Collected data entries
::::

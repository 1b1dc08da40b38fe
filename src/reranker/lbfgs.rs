//! A from-scratch limited-memory quasi-Newton optimizer for the
//! regularized objective `Q(w) = L(w) + Σ_j c[class(j)] |w_j − w0_j|^p`.
//! Ordinary two-loop-recursion L-BFGS handles `p != 1`; an OWL-QN variant
//! (pseudo-gradient direction, orthant-constrained line search) handles
//! `p == 1`, so L1 coefficients reach exact zero instead of merely
//! shrinking toward it. History depth defaults to 15, matching
//! `cvlm-lbfgs`'s inner-optimizer memory setting.

use crate::reranker::loss::{Loss, PrStats};
use crate::reranker::regularizer::Regularizer;

#[derive(Debug, Clone)]
pub struct LbfgsConfig {
    pub history: usize,
    pub tolerance: f64,
    pub max_iterations: usize,
}

impl Default for LbfgsConfig {
    fn default() -> Self {
        LbfgsConfig {
            history: 15,
            tolerance: 1e-6,
            max_iterations: 500,
        }
    }
}

#[derive(Debug, Clone)]
pub struct Solution {
    pub weights: Vec<f64>,
    pub value: f64,
    pub iterations: usize,
    pub stats: PrStats,
}

/// Bundles the loss being minimized with the regularizer penalty added on
/// top of it. `center` is the point the penalty is measured from (empty
/// means zero for every feature).
pub struct RegularizedObjective<'a> {
    pub loss: &'a dyn Loss,
    pub regularizer: &'a Regularizer,
    pub c: Vec<f64>,
    pub power: f64,
    pub center: Vec<f64>,
}

impl<'a> RegularizedObjective<'a> {
    fn center_vec(&self, n: usize) -> Vec<f64> {
        if self.center.is_empty() {
            vec![0.0; n]
        } else {
            self.center.clone()
        }
    }

    fn smooth(&self, w: &[f64], grad: &mut [f64], stats: &mut PrStats) -> f64 {
        self.loss.evaluate(w, grad, stats)
    }

    fn value_and_grad(&self, w: &[f64], grad: &mut [f64], stats: &mut PrStats) -> f64 {
        let loss_value = self.loss.evaluate(w, grad, stats);
        let center = self.center_vec(w.len());
        let penalty = self.regularizer.penalty(w, &center, &self.c, self.power, grad);
        loss_value + penalty
    }

    fn value_only(&self, w: &[f64]) -> f64 {
        let mut scratch_grad = vec![0.0; w.len()];
        let mut scratch_stats = PrStats::default();
        let loss_value = self.loss.evaluate(w, &mut scratch_grad, &mut scratch_stats);
        let center = self.center_vec(w.len());
        let mut penalty_grad = vec![0.0; w.len()];
        let penalty = self
            .regularizer
            .penalty(w, &center, &self.c, self.power, &mut penalty_grad);
        loss_value + penalty
    }
}

pub fn minimize(objective: &RegularizedObjective, w0: Vec<f64>, config: &LbfgsConfig) -> Solution {
    if objective.power == 1.0 {
        owlqn(objective, w0, config)
    } else {
        lbfgs(objective, w0, config)
    }
}

fn dot(a: &[f64], b: &[f64]) -> f64 {
    a.iter().zip(b).map(|(&x, &y)| x * y).sum()
}

fn norm(a: &[f64]) -> f64 {
    dot(a, a).sqrt()
}

fn two_loop_direction(
    grad: &[f64],
    s_hist: &[Vec<f64>],
    y_hist: &[Vec<f64>],
    rho_hist: &[f64],
) -> Vec<f64> {
    let mut q = grad.to_vec();
    let k = s_hist.len();
    let mut alpha = vec![0.0; k];
    for i in (0..k).rev() {
        alpha[i] = rho_hist[i] * dot(&s_hist[i], &q);
        for (qi, yi) in q.iter_mut().zip(&y_hist[i]) {
            *qi -= alpha[i] * yi;
        }
    }
    let gamma = if k > 0 {
        let sy = dot(&s_hist[k - 1], &y_hist[k - 1]);
        let yy = dot(&y_hist[k - 1], &y_hist[k - 1]);
        if yy > 0.0 {
            sy / yy
        } else {
            1.0
        }
    } else {
        1.0
    };
    for qi in q.iter_mut() {
        *qi *= gamma;
    }
    for i in 0..k {
        let beta = rho_hist[i] * dot(&y_hist[i], &q);
        for (qi, si) in q.iter_mut().zip(&s_hist[i]) {
            *qi += (alpha[i] - beta) * si;
        }
    }
    for qi in q.iter_mut() {
        *qi = -*qi;
    }
    q
}

fn push_history(
    s_hist: &mut Vec<Vec<f64>>,
    y_hist: &mut Vec<Vec<f64>>,
    rho_hist: &mut Vec<f64>,
    s: Vec<f64>,
    y: Vec<f64>,
    limit: usize,
) {
    let sy = dot(&s, &y);
    if sy <= 1e-12 {
        return;
    }
    s_hist.push(s);
    y_hist.push(y);
    rho_hist.push(1.0 / sy);
    if s_hist.len() > limit {
        s_hist.remove(0);
        y_hist.remove(0);
        rho_hist.remove(0);
    }
}

fn lbfgs(objective: &RegularizedObjective, w0: Vec<f64>, config: &LbfgsConfig) -> Solution {
    let n = w0.len();
    let mut x = w0;
    let mut grad = vec![0.0; n];
    let mut stats = PrStats::default();
    let mut fx = objective.value_and_grad(&x, &mut grad, &mut stats);

    let mut s_hist = Vec::new();
    let mut y_hist = Vec::new();
    let mut rho_hist = Vec::new();
    let mut iterations = 0;

    while iterations < config.max_iterations {
        if norm(&grad) < config.tolerance {
            break;
        }
        let direction = two_loop_direction(&grad, &s_hist, &y_hist, &rho_hist);
        let directional_derivative = dot(&grad, &direction);
        let c1 = 1e-4;
        let mut alpha = 1.0;
        let (x_new, grad_new, fx_new, stats_new) = loop {
            let candidate: Vec<f64> = x
                .iter()
                .zip(&direction)
                .map(|(&xi, &di)| xi + alpha * di)
                .collect();
            let mut g = vec![0.0; n];
            let mut s = PrStats::default();
            let value = objective.value_and_grad(&candidate, &mut g, &mut s);
            if value <= fx + c1 * alpha * directional_derivative || alpha < 1e-12 {
                break (candidate, g, value, s);
            }
            alpha *= 0.5;
        };

        let s: Vec<f64> = x_new.iter().zip(&x).map(|(&a, &b)| a - b).collect();
        let y: Vec<f64> = grad_new.iter().zip(&grad).map(|(&a, &b)| a - b).collect();
        push_history(&mut s_hist, &mut y_hist, &mut rho_hist, s, y, config.history);

        let relative = (fx - fx_new).abs() / fx.abs().max(1.0);
        x = x_new;
        grad = grad_new;
        stats = stats_new;
        fx = fx_new;
        iterations += 1;
        if relative < config.tolerance {
            break;
        }
    }

    Solution {
        weights: x,
        value: fx,
        iterations,
        stats,
    }
}

/// `∂|w_j − w0_j| / ∂w_j` where it exists, and the minimum-norm
/// subgradient at the kink where it doesn't (Andrew & Gao's OWL-QN).
fn pseudo_gradient(
    w: &[f64],
    center: &[f64],
    loss_grad: &[f64],
    regularizer: &Regularizer,
    c: &[f64],
) -> Vec<f64> {
    w.iter()
        .zip(loss_grad)
        .enumerate()
        .map(|(j, (&wj, &gj))| {
            let cj = c.get(regularizer.class_of(j)).copied().unwrap_or(0.0);
            let d = wj - center.get(j).copied().unwrap_or(0.0);
            if d > 0.0 {
                gj + cj
            } else if d < 0.0 {
                gj - cj
            } else if gj + cj < 0.0 {
                gj + cj
            } else if gj - cj > 0.0 {
                gj - cj
            } else {
                0.0
            }
        })
        .collect()
}

fn project_direction(direction: &mut [f64], pseudo_grad: &[f64]) {
    for (d, &pg) in direction.iter_mut().zip(pseudo_grad) {
        if (*d > 0.0 && pg >= 0.0) || (*d < 0.0 && pg <= 0.0) {
            *d = 0.0;
        }
    }
}

/// Clamps each coordinate of `x_new` back to `center` if the step would
/// have crossed it, keeping the iterate in the orthant it started the
/// step in (the orthant `x_orig` was already in, falling back to the
/// pseudo-gradient's sign for coordinates sitting exactly at `center`).
fn orthant_project(x_new: &mut [f64], x_orig: &[f64], center: &[f64], pseudo_grad: &[f64]) {
    for (j, xn) in x_new.iter_mut().enumerate() {
        let c = center.get(j).copied().unwrap_or(0.0);
        let orig_d = x_orig[j] - c;
        let orthant_sign = if orig_d != 0.0 {
            orig_d.signum()
        } else {
            -pseudo_grad[j].signum()
        };
        if (*xn - c) * orthant_sign < 0.0 {
            *xn = c;
        }
    }
}

fn owlqn(objective: &RegularizedObjective, w0: Vec<f64>, config: &LbfgsConfig) -> Solution {
    let n = w0.len();
    let center = objective.center_vec(n);
    let mut x = w0;
    let mut smooth_grad = vec![0.0; n];
    let mut stats = PrStats::default();
    objective.smooth(&x, &mut smooth_grad, &mut stats);
    let mut pseudo = pseudo_gradient(&x, &center, &smooth_grad, objective.regularizer, &objective.c);
    let mut fx = objective.value_only(&x);

    let mut s_hist = Vec::new();
    let mut y_hist = Vec::new();
    let mut rho_hist = Vec::new();
    let mut iterations = 0;

    while iterations < config.max_iterations {
        if norm(&pseudo) < config.tolerance {
            break;
        }
        let mut direction = two_loop_direction(&pseudo, &s_hist, &y_hist, &rho_hist);
        project_direction(&mut direction, &pseudo);
        if norm(&direction) == 0.0 {
            break;
        }

        let directional_derivative = dot(&pseudo, &direction);
        let c1 = 1e-4;
        let mut alpha = 1.0;
        let (x_new, fx_new) = loop {
            let mut candidate: Vec<f64> = x
                .iter()
                .zip(&direction)
                .map(|(&xi, &di)| xi + alpha * di)
                .collect();
            orthant_project(&mut candidate, &x, &center, &pseudo);
            let value = objective.value_only(&candidate);
            if value <= fx + c1 * alpha * directional_derivative || alpha < 1e-12 {
                break (candidate, value);
            }
            alpha *= 0.5;
        };

        let mut smooth_grad_new = vec![0.0; n];
        let mut stats_new = PrStats::default();
        objective.smooth(&x_new, &mut smooth_grad_new, &mut stats_new);
        let pseudo_new =
            pseudo_gradient(&x_new, &center, &smooth_grad_new, objective.regularizer, &objective.c);

        let s: Vec<f64> = x_new.iter().zip(&x).map(|(&a, &b)| a - b).collect();
        let y: Vec<f64> = smooth_grad_new
            .iter()
            .zip(&smooth_grad)
            .map(|(&a, &b)| a - b)
            .collect();
        push_history(&mut s_hist, &mut y_hist, &mut rho_hist, s, y, config.history);

        let relative = (fx - fx_new).abs() / fx.abs().max(1.0);
        x = x_new;
        smooth_grad = smooth_grad_new;
        pseudo = pseudo_new;
        stats = stats_new;
        fx = fx_new;
        iterations += 1;
        if relative < config.tolerance {
            break;
        }
    }

    Solution {
        weights: x,
        value: fx,
        iterations,
        stats,
    }
}

#[cfg(test)]
mod tests {
    use super::*;

    struct QuadraticLoss {
        target: Vec<f64>,
    }

    impl Loss for QuadraticLoss {
        fn evaluate(&self, w: &[f64], grad: &mut [f64], _stats: &mut PrStats) -> f64 {
            let mut total = 0.0;
            for (j, (&wj, &tj)) in w.iter().zip(&self.target).enumerate() {
                let d = wj - tj;
                total += d * d;
                grad[j] += 2.0 * d;
            }
            total
        }
    }

    #[test]
    fn lbfgs_converges_to_unregularized_minimum() {
        let loss = QuadraticLoss { target: vec![3.0, -2.0] };
        let regularizer = Regularizer::flat(2);
        let objective = RegularizedObjective {
            loss: &loss,
            regularizer: &regularizer,
            c: vec![0.0],
            power: 2.0,
            center: vec![],
        };
        let config = LbfgsConfig { tolerance: 1e-10, ..LbfgsConfig::default() };
        let solution = minimize(&objective, vec![0.0, 0.0], &config);
        assert!((solution.weights[0] - 3.0).abs() < 1e-3);
        assert!((solution.weights[1] + 2.0).abs() < 1e-3);
    }

    #[test]
    fn owlqn_drives_small_feature_to_exact_zero() {
        let loss = QuadraticLoss { target: vec![0.01, 5.0] };
        let regularizer = Regularizer::flat(2);
        let objective = RegularizedObjective {
            loss: &loss,
            regularizer: &regularizer,
            c: vec![1.0],
            power: 1.0,
            center: vec![],
        };
        let config = LbfgsConfig { tolerance: 1e-10, ..LbfgsConfig::default() };
        let solution = minimize(&objective, vec![0.0, 0.0], &config);
        assert_eq!(solution.weights[0], 0.0);
        assert!(solution.weights[1] > 1.0);
    }
}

::::

_YOUR TASK:_
The answer must be all the lines above that hold the word "memory".

_RESPONSE:_
//! A from-scratch limited-memory quasi-Newton optimizer for the
//! `cvlm-lbfgs`'s inner-optimizer memory setting.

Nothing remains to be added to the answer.